- 1. What Is An Intervention?
- 2. What Happens During An Intervention?
- 3. Goal of an Intervention
- 4. Who Needs a Drug Intervention?
- 5. Intervention Professionals
- 6. Drug Intervention Programs
- 7. How To Stage an Intervention
- 8. Do Interventions Work?
- 9. How to Write an Intervention Letter
- 10. The Cost of Addiction Services
Intervention is a word frequently used by people, but they’re unsure of what it really is, or what happens in an intervention. The following is some information that defines “what is an intervention,” and also outlines what happens in an intervention.
First, to answer “what is an intervention.”
An intervention is something that involves intervening in the life or behavior of a person, in the hopes of changing their behavior or the outcome of the situation at hand. An intervention is often something that happens when the loved ones of an addict see their life spiraling out of control, and they want to do something to help them, and they want to also end their own enabling. In many cases, an intervention may also include an ultimatum presented to the addict, and in some cases, an intervention might include a professional who works with the group, but others may not.
What happens in an intervention is that a group of people come together and in a sense, confront the person who is addicted to drugs or alcohol, and they work to persuade them to not just make changes in their life, but more specifically, to seek help from a professional or a rehab center to deal with their substance abuse. A group that does an intervention usually includes very close friends and family of the person with an addiction, or it can even include colleagues in some cases.

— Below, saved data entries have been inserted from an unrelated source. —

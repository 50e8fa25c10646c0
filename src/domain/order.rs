use crate::domain::errors::OrderError;
use crate::domain::types::{FillEvent, OrderIntent, OrderSide, OrderStatus};
use chrono::{DateTime, Utc};
use rust_decimal::Decimal;
use serde::{Deserialize, Serialize};
use uuid::Uuid;

/// One exchange order through its lifecycle. Status moves monotonically
/// except Partial -> Partial; terminal states are Filled, Canceled,
/// Rejected, Expired.
#[derive(Debug, Clone, PartialEq, Serialize, Deserialize)]
pub struct Order {
    pub order_id: String,
    pub va_id: String,
    pub symbol: String,
    pub side: OrderSide,
    pub intent: OrderIntent,
    pub qty_requested: Decimal,
    pub qty_filled: Decimal,
    pub avg_fill_price: Option<Decimal>,
    pub status: OrderStatus,
    /// Required for entries; the protective price the linked stop carries.
    pub stop_loss_price: Option<Decimal>,
    /// Set on stop-loss orders and synthesized protective closes.
    pub linked_entry_id: Option<String>,
    pub created_at: DateTime<Utc>,
    pub last_update_at: DateTime<Utc>,
}

impl Order {
    pub fn entry(
        va_id: &str,
        symbol: &str,
        side: OrderSide,
        qty: Decimal,
        stop_loss_price: Decimal,
        now: DateTime<Utc>,
    ) -> Self {
        Self {
            order_id: Uuid::new_v4().to_string(),
            va_id: va_id.to_string(),
            symbol: symbol.to_string(),
            side,
            intent: OrderIntent::Entry,
            qty_requested: qty,
            qty_filled: Decimal::ZERO,
            avg_fill_price: None,
            status: OrderStatus::Pending,
            stop_loss_price: Some(stop_loss_price),
            linked_entry_id: None,
            created_at: now,
            last_update_at: now,
        }
    }

    /// Protective stop linked to an entry. Opposite side, quantity kept in
    /// sync with the entry's cumulative fill.
    pub fn stop_loss(entry: &Order, qty: Decimal, now: DateTime<Utc>) -> Self {
        Self {
            order_id: Uuid::new_v4().to_string(),
            va_id: entry.va_id.clone(),
            symbol: entry.symbol.clone(),
            side: entry.side.opposite(),
            intent: OrderIntent::StopLoss,
            qty_requested: qty,
            qty_filled: Decimal::ZERO,
            avg_fill_price: None,
            status: OrderStatus::Pending,
            stop_loss_price: entry.stop_loss_price,
            linked_entry_id: Some(entry.order_id.clone()),
            created_at: now,
            last_update_at: now,
        }
    }

    /// Market close that can only shrink a position, never flip it.
    /// `linked_entry_id` is set when the close protects a position that
    /// lost (or triggered) its stop.
    pub fn reduce_only(
        va_id: &str,
        symbol: &str,
        side: OrderSide,
        qty: Decimal,
        linked_entry_id: Option<String>,
        now: DateTime<Utc>,
    ) -> Self {
        Self {
            order_id: Uuid::new_v4().to_string(),
            va_id: va_id.to_string(),
            symbol: symbol.to_string(),
            side,
            intent: OrderIntent::ReduceOnlyExit,
            qty_requested: qty,
            qty_filled: Decimal::ZERO,
            avg_fill_price: None,
            status: OrderStatus::Pending,
            stop_loss_price: None,
            linked_entry_id,
            created_at: now,
            last_update_at: now,
        }
    }

    pub fn is_terminal(&self) -> bool {
        self.status.is_terminal()
    }

    pub fn remaining_qty(&self) -> Decimal {
        self.qty_requested - self.qty_filled
    }

    /// Apply one fill increment: cumulative quantity, quantity-weighted
    /// average price, and the Pending/Partial/Filled transition. Overfills
    /// are refused, never auto-corrected.
    pub fn apply_fill(&mut self, fill: &FillEvent) -> Result<(), OrderError> {
        let new_filled = self.qty_filled + fill.qty_increment;
        if new_filled > self.qty_requested {
            return Err(OrderError::InconsistentFill {
                order_id: self.order_id.clone(),
                filled: self.qty_filled,
                increment: fill.qty_increment,
                requested: self.qty_requested,
            });
        }

        let prior_notional = self.avg_fill_price.unwrap_or(Decimal::ZERO) * self.qty_filled;
        let notional = prior_notional + fill.price * fill.qty_increment;
        self.avg_fill_price = notional.checked_div(new_filled);
        self.qty_filled = new_filled;
        self.status = if self.qty_filled == self.qty_requested {
            OrderStatus::Filled
        } else {
            OrderStatus::Partial
        };
        self.last_update_at = fill.ts;
        Ok(())
    }
}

What happens in an intervention is usually decided upon before the addict is included because it’s important that it’s well-prepared.
The intervention group meets beforehand to discuss how the intervention will go and what will be said, along with what will happen, and usually, interventions have a leader who is selected by the rest of the group.
The group, when they initially meet, discusses what they know about the person’s drug abuse who they’re confronting, and they will usually write down a list or letter, or maybe several letters to be read that will highlight how the addiction individually affects each of the people. They will show how addiction has affected the addict’s own life as well, and they will then let the person know that it’s their wish that he or she go to treatment.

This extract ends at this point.